Puluhan Ribu Masyarakat Ketipu FEC, 12 Kementerian/lembaga turun tangan
Di bulan September, Future E–Commerce (FEC), salah satu bisnis online yang digandrungi masyarakat NTB, telah melakukan scamming, lantaran menjanjikan pendapatan harian fantastis yang mencapai 6 juta lebih per hari hanya iming – iming belaka.
Diukur dari rentang tiga bulan sebelumnya, bisnis ini sukses mengembangkan jaringannya, khususnya di Nusa Tenggara Barat. Pihak marketing FEC NTB gencar mempromosikan bisnisnya lewat akun sosial media Facebook.
Menurut pengakuan Ice Mentor FEC Lombok, Lalu Damarwulan, saat itu keanggotaan yang ada di Lombok sudah mencapai 80.000 member dengan 3000 mentor.
Namun demikian, jika dicermati lebih dalam, bisnis ini tak ubahnya dengan skema ponzi yang terkenal mendapatkan keuntungannya melalui anggota baru atau member get member.
Buntut dari banyaknya korban FEC (Future e–Commerce) membuat Satuan Tugas Pemberantasan Aktivitas Keuangan Ilegal (Satgas PAKI) resmi mencabut izin usaha perusahaan investasi online tersebut, pada 4 September 2023.
Korban FEC ini tidak hanya masyarakat biasa, justru banyak dari mereka berstatus sebagai Aparatur Sipil Negara (ASN). Salah satunya ASN yang berasal dari Lombok Tengah yang menelan kerugian sebesar Rp394 juta.
Keadaan cukup chaos kala itu, para korban teriak minta pertolongan kepada aparat penegak hukum. Bak nasi telah menjadi bubur, kerugian yang dialami oleh puluhan ribu korban tersebut kemungkinan besar uangnya tidak bisa dikembalikan.
Diketahui, 12 otoritas baik Kementerian maupun Lembaga yang turun tangan dalam menangani kasus ini dan menjadi perhatian nasional.

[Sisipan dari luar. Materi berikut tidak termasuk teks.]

//! Runnable wiring demo: seeds two WordPress-JSON downloads into the
//! in-process store, runs the pipeline with the deterministic mock embedder,
//! and prints what was persisted.
//!
//! ```text
//! cargo run --example wp_ingest
//! ```

use std::sync::Arc;

use tracing_subscriber::FmtSubscriber;

use docloom::embedding::MockEmbedder;
use docloom::pipeline::{Pipeline, PipelineConfig};
use docloom::store::{DocumentStore, MemoryStore, RawDocumentSource};
use docloom::types::PipelineError;

fn sample_post(title: &str, body_html: &str, link: &str) -> String {
    serde_json::json!({
        "title": {"rendered": title},
        "excerpt": {"rendered": "<p>Demo excerpt.</p>"},
        "content": {"rendered": body_html},
        "link": link,
        "date_gmt": "2024-03-01T09:30:00",
        "modified_gmt": "2024-04-02T10:00:00"
    })
    .to_string()
}

#[tokio::main]
async fn main() -> Result<(), PipelineError> {
    let subscriber = FmtSubscriber::builder().with_env_filter("info").finish();
    let _ = tracing::subscriber::set_global_default(subscriber);

    let store = Arc::new(MemoryStore::new());
    store
        .seed_download(
            "demo-post-1",
            sample_post(
                "Linked Chunks",
                "<h1>Linked Chunks</h1><p>Every chunk knows its neighbors, so the \
                 <a href=\"/retrieval\">retrieval layer</a> can walk the document \
                 without rescanning it.</p>",
                "https://example.com/linked-chunks",
            ),
        )
        .await;
    store
        .seed_download(
            "demo-post-2",
            sample_post(
                "Token Windows",
                "<h1>Token Windows</h1><p>Long documents split into windows bounded \
                 by the embedding model's input limit, in document order.</p>",
                "https://example.com/token-windows",
            ),
        )
        .await;

    let as_store: Arc<dyn DocumentStore> = store.clone();
    let as_downloads: Arc<dyn RawDocumentSource> = store.clone();
    let pipeline = Arc::new(
        Pipeline::builder()
            .store(as_store)
            .downloads(as_downloads)
            .embedder(Arc::new(MockEmbedder::new(1536, 8191)))
            .config(PipelineConfig {
                concurrency: 2,
                ..PipelineConfig::default()
            })
            .build()?,
    );

    let summary = pipeline
        .run(vec!["demo-post-1".to_string(), "demo-post-2".to_string()])
        .await;

    println!("\nIngestion complete");
    println!("  sources processed : {}", summary.processed());
    println!("  sources failed    : {}", summary.failed());
    println!("  total time        : {:?}", summary.elapsed);

    for report in &summary.reports {
        let Ok(outcome) = &report.result else {
            continue;
        };
        println!("\nsource {}", report.source_id);
        let chunks = store.chunks_for_document(&outcome.document_id).await?;
        for chunk in &chunks {
            println!(
                "  chunk {} tokens={} left={} right={}",
                &chunk.id[..8],
                chunk.token_count,
                chunk.left_chunk_id.as_deref().map_or("-", |id| &id[..8]),
                chunk.right_chunk_id.as_deref().map_or("-", |id| &id[..8]),
            );
        }
        let metadata = store.metadata_for_document(&outcome.document_id).await?;
        for row in &metadata {
            println!("  meta {} = {}", row.key, row.value);
        }
    }

    Ok(())
}
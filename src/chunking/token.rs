//! Deterministic token-window chunker over a named BPE tokenizer.

use tiktoken_rs::CoreBPE;

use crate::types::PipelineError;

/// Supported tiktoken encodings.
#[derive(Debug, Clone, Copy, PartialEq, Eq, Default)]
pub enum TokenizerKind {
    #[default]
    Cl100kBase,
    P50kBase,
    R50kBase,
}

impl TokenizerKind {
    /// Name recorded on every chunk row.
    pub fn name(&self) -> &'static str {
        match self {
            TokenizerKind::Cl100kBase => "cl100k_base",
            TokenizerKind::P50kBase => "p50k_base",
            TokenizerKind::R50kBase => "r50k_base",
        }
    }

    fn load(&self) -> Result<CoreBPE, PipelineError> {
        let loaded = match self {
            TokenizerKind::Cl100kBase => tiktoken_rs::cl100k_base(),
            TokenizerKind::P50kBase => tiktoken_rs::p50k_base(),
            TokenizerKind::R50kBase => tiktoken_rs::r50k_base(),
        };
        loaded.map_err(|err| {
            PipelineError::Configuration(format!("failed to load tokenizer {}: {err}", self.name()))
        })
    }
}

/// One ordered span of a document, bounded by the embedding model's input
/// limit.
#[derive(Debug, Clone, PartialEq)]
pub struct ChunkSlice {
    pub body: String,
    /// UTF-8 byte length of `body`.
    pub byte_size: usize,
    pub token_count: usize,
}

/// Splits normalized text into contiguous, non-overlapping token windows.
pub struct TokenChunker {
    encoding: CoreBPE,
    kind: TokenizerKind,
}

impl TokenChunker {
    pub fn new(kind: TokenizerKind) -> Result<Self, PipelineError> {
        Ok(Self {
            encoding: kind.load()?,
            kind,
        })
    }

    /// Name of the encoding backing this chunker.
    pub fn tokenizer_name(&self) -> &'static str {
        self.kind.name()
    }

    /// Number of tokens the encoding produces for `text`.
    pub fn count_tokens(&self, text: &str) -> usize {
        self.encoding.encode_ordinary(text).len()
    }

    /// Splits `content` into ordered slices of at most `max_context` tokens.
    ///
    /// Content that fits within `max_context` is returned as a single slice
    /// holding the original text; this includes empty content, which yields
    /// one empty slice. Longer content is partitioned into windows of exactly
    /// `max_context` tokens (the final window may be shorter), each decoded
    /// back to text. Windows never overlap and never reorder content.
    pub fn chunk(
        &self,
        content: &str,
        max_context: usize,
    ) -> Result<Vec<ChunkSlice>, PipelineError> {
        if max_context == 0 {
            return Err(PipelineError::Configuration(
                "max_context must be positive".to_string(),
            ));
        }

        let tokens = self.encoding.encode_ordinary(content);
        if tokens.len() <= max_context {
            return Ok(vec![ChunkSlice {
                body: content.to_string(),
                byte_size: content.len(),
                token_count: tokens.len(),
            }]);
        }

        let mut slices = Vec::with_capacity(tokens.len().div_ceil(max_context));
        for window in tokens.chunks(max_context) {
            let body = self.encoding.decode(window.to_vec()).map_err(|err| {
                PipelineError::Parse(format!("failed to decode token window: {err}"))
            })?;
            slices.push(ChunkSlice {
                byte_size: body.len(),
                token_count: window.len(),
                body,
            });
        }
        Ok(slices)
    }
}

Beberapa otoritas yang menangani investasi ilegal ini adalah OJK, Bank Indonesia, Kementerian Dalam Negeri, Kementerian Agama, Kementerian Koperasi dan UKM, Kementerian Investasi RI, Kementerian Komunikasi dan Informatika, Kemendikbudrisrek, Kementerian Perdagangan dan BKPM. Selain itu turut serta peranan dari Kejaksaan, Kepolisian Negara dan PPATK.
Menjelang tahun baru 2024, kasus dugaan penipuan investasi bodong Future E–Comerce (FEC) masih jalan di tempat.
Jika sampai akhir Desember 2023 tak kunjung ada kepastian, maka kasus ini berpeluang ikut merayakan “pergantian tahun”.
Dir Reskrimsus Polda NTB, Kombes Pol Nasrun di Mataram mengatakan, kasus ini masih di tahap penyidikan.
“Iya, jadi untuk kasus FEC ini, sampai dengan saat ini kami masih melakukan penyidikan,” ujarnya.
Status kasus ini belum juga bergerak naik ke tahap penyidikan alias jalan di tempat, sejak laporan masuk September 2023.
Penguatan alat bukti dari keterangan korban maupun ahli masih diupayakan agar segera rampung. Tujuannya, untuk mengungkap peran tersangka yang bertanggung jawab dari kasus penipuan dengan modus investasi tersebut.
Polda NTB melalui Subdit II Bidang Perbankan Reskrimsus melakukan penyidikan berdasarkan adanya 13 laporan aduan dari warga yang mengaku sebagai korban.
Diketahui, hingga saat ini total kasus penipuan FEC yang ditangani Polda NTB sebanyak 13 perkara. Kerugian korban yang mengadu ke kepolisian bervariasi. Mulai dari Rp250 juta sampai Rp600 juta.